Alpha-pinene appears in conifers and numerous other plants. Pinene is a major component of the essential oils of Sideritis spp. (ironwort) and
Salvia spp. (sage). Cannabis also contains alpha-pinene and beta-pinene. Resin from Pistacia terebinthus (commonly known as terebinth or turpentine tree) is rich in pinene. Pine nuts produced by pine trees contain pinene.

Makrut lime fruit peel contains an essential oil comparable to lime fruit peel oil; its main components are limonene and β-pinene.

The racemic mixture of the two forms of pinene is found in some oils like eucalyptus oil.

Reactions 
β-Pinene can be converted to α-pinene in the presence of strong bases.

Selective oxidation of pinene occurs at the allylic position to give verbenone, along with pinene oxide, as well as verbenol and its hydroperoxide.

Hydrogenation of pinene gives pinane, precursor to a useful pinanehydroperoxide.  

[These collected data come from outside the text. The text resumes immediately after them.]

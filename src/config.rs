use std::collections::BTreeSet;

use crate::{
    foundation::core::Millis,
    foundation::error::{ReelError, ReelResult},
    model::{AspectRatio, AudioTrack, IntroCard, OutroCard, Scene},
};

/// Every delay the recording sequence uses, in milliseconds.
#[derive(Clone, Copy, Debug, PartialEq, Eq, serde::Serialize, serde::Deserialize)]
#[serde(default)]
pub struct SequenceTimings {
    /// From capture start to the first `is_playing = true`.
    pub start_delay_ms: u64,
    /// How long the intro card is held.
    pub intro_dwell_ms: u64,
    /// How long the outro card is held.
    pub outro_dwell_ms: u64,
    /// Hold on the final scroll frame before reporting completion.
    pub settle_ms: u64,
    /// Intro card exit before the first scene starts scrolling.
    pub intro_exit_ms: u64,
    /// Pause before switching to the next scene.
    pub scene_exit_ms: u64,
    /// Layout settle after the switch, before the reset.
    pub scene_settle_ms: u64,
    /// Gap between the reset and resuming playback.
    pub scene_resume_ms: u64,
    /// Pause after the last scene before the outro card appears.
    pub outro_enter_ms: u64,
    /// Overlay fade length; the capture stops once a fade-out has run this long.
    pub fade_ms: u64,
    /// Padding added to the advisory duration estimate.
    pub estimate_buffer_ms: u64,
}

impl Default for SequenceTimings {
    fn default() -> Self {
        Self {
            start_delay_ms: 1000,
            intro_dwell_ms: 3000,
            outro_dwell_ms: 4000,
            settle_ms: 1000,
            intro_exit_ms: 500,
            scene_exit_ms: 300,
            scene_settle_ms: 500,
            scene_resume_ms: 100,
            outro_enter_ms: 500,
            fade_ms: 1000,
            estimate_buffer_ms: 1000,
        }
    }
}

impl SequenceTimings {
    pub fn start_delay(&self) -> Millis {
        Millis(self.start_delay_ms)
    }
    pub fn intro_dwell(&self) -> Millis {
        Millis(self.intro_dwell_ms)
    }
    pub fn outro_dwell(&self) -> Millis {
        Millis(self.outro_dwell_ms)
    }
    pub fn settle(&self) -> Millis {
        Millis(self.settle_ms)
    }
    pub fn intro_exit(&self) -> Millis {
        Millis(self.intro_exit_ms)
    }
    pub fn scene_exit(&self) -> Millis {
        Millis(self.scene_exit_ms)
    }
    pub fn scene_settle(&self) -> Millis {
        Millis(self.scene_settle_ms)
    }
    pub fn scene_resume(&self) -> Millis {
        Millis(self.scene_resume_ms)
    }
    pub fn outro_enter(&self) -> Millis {
        Millis(self.outro_enter_ms)
    }
    pub fn fade(&self) -> Millis {
        Millis(self.fade_ms)
    }
    pub fn estimate_buffer(&self) -> Millis {
        Millis(self.estimate_buffer_ms)
    }
}

#[derive(Clone, Copy, Debug, PartialEq, Eq, Hash, serde::Serialize, serde::Deserialize)]
#[serde(rename_all = "lowercase")]
pub enum ContainerFormat {
    Mp4,
    WebM,
}

impl ContainerFormat {
    pub fn mime(self) -> &'static str {
        match self {
            Self::Mp4 => "video/mp4",
            Self::WebM => "video/webm",
        }
    }

    pub fn extension(self) -> &'static str {
        match self {
            Self::Mp4 => "mp4",
            Self::WebM => "webm",
        }
    }
}

/// What the capture session asks of the platform.
#[derive(Clone, Debug, PartialEq, serde::Serialize, serde::Deserialize)]
#[serde(default)]
pub struct RecorderSettings {
    pub ideal_width: u32,
    pub ideal_height: u32,
    pub ideal_frame_rate: u32,
    pub capture_audio: bool,
    pub video_bits_per_second: u64,
    /// Tried in order; the last entry is used unconditionally if nothing matches.
    pub formats: Vec<ContainerFormat>,
}

impl Default for RecorderSettings {
    fn default() -> Self {
        Self {
            ideal_width: 3840,
            ideal_height: 2160,
            ideal_frame_rate: 60,
            capture_audio: false,
            video_bits_per_second: 50_000_000,
            formats: vec![ContainerFormat::Mp4, ContainerFormat::WebM],
        }
    }
}

impl RecorderSettings {
    pub fn validate(&self) -> ReelResult<()> {
        if self.ideal_width == 0 || self.ideal_height == 0 {
            return Err(ReelError::validation(
                "recorder ideal width/height must be non-zero",
            ));
        }
        if self.ideal_frame_rate == 0 {
            return Err(ReelError::validation(
                "recorder ideal frame rate must be non-zero",
            ));
        }
        if self.video_bits_per_second == 0 {
            return Err(ReelError::validation("recorder bitrate must be non-zero"));
        }
        Ok(())
    }
}

/// The editable document: scenes plus the project-wide cards, soundtrack and timing knobs.
#[derive(Clone, Debug, PartialEq, serde::Serialize, serde::Deserialize)]
#[serde(default)]
pub struct ProjectFile {
    pub scenes: Vec<Scene>,
    pub intro: IntroCard,
    pub outro: OutroCard,
    pub audio: AudioTrack,
    pub aspect_ratio: AspectRatio,
    pub timings: SequenceTimings,
    pub recorder: RecorderSettings,
}

impl Default for ProjectFile {
    fn default() -> Self {
        Self {
            scenes: vec![Scene::initial()],
            intro: IntroCard::default(),
            outro: OutroCard::default(),
            audio: AudioTrack::default(),
            aspect_ratio: AspectRatio::default(),
            timings: SequenceTimings::default(),
            recorder: RecorderSettings::default(),
        }
    }
}

impl ProjectFile {
    pub fn from_json_str(s: &str) -> ReelResult<Self> {
        let project: Self = serde_json::from_str(s)?;
        project.validate()?;
        Ok(project)
    }

    pub fn from_reader(r: impl std::io::Read) -> ReelResult<Self> {
        let project: Self = serde_json::from_reader(r)?;
        project.validate()?;
        Ok(project)
    }

    pub fn validate(&self) -> ReelResult<()> {
        if self.scenes.is_empty() {
            return Err(ReelError::validation("a project needs at least one scene"));
        }
        let mut seen = BTreeSet::new();
        for scene in &self.scenes {
            scene.validate()?;
            if !seen.insert(&scene.id) {
                return Err(ReelError::validation(format!(
                    "duplicate scene id '{}'",
                    scene.id
                )));
            }
        }
        self.audio.validate()?;
        self.recorder.validate()?;
        Ok(())
    }
}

The hydroboration of α-pinene has been extensively examined. With borane-dimethylsulfide, two equivalents of α-pinene react to give (diisopinocampheyl)borane. Reaction with 9-BBN gives the reagent called alpine borane. This sterically crowded chiral trialkylborane can stereoselectively reduce aldehydes in what is known as the Midland Alpine borane reduction.

Use
Pinenes, especially α, are the primary constituents of turpentine, a nature-derived solvent and fuel.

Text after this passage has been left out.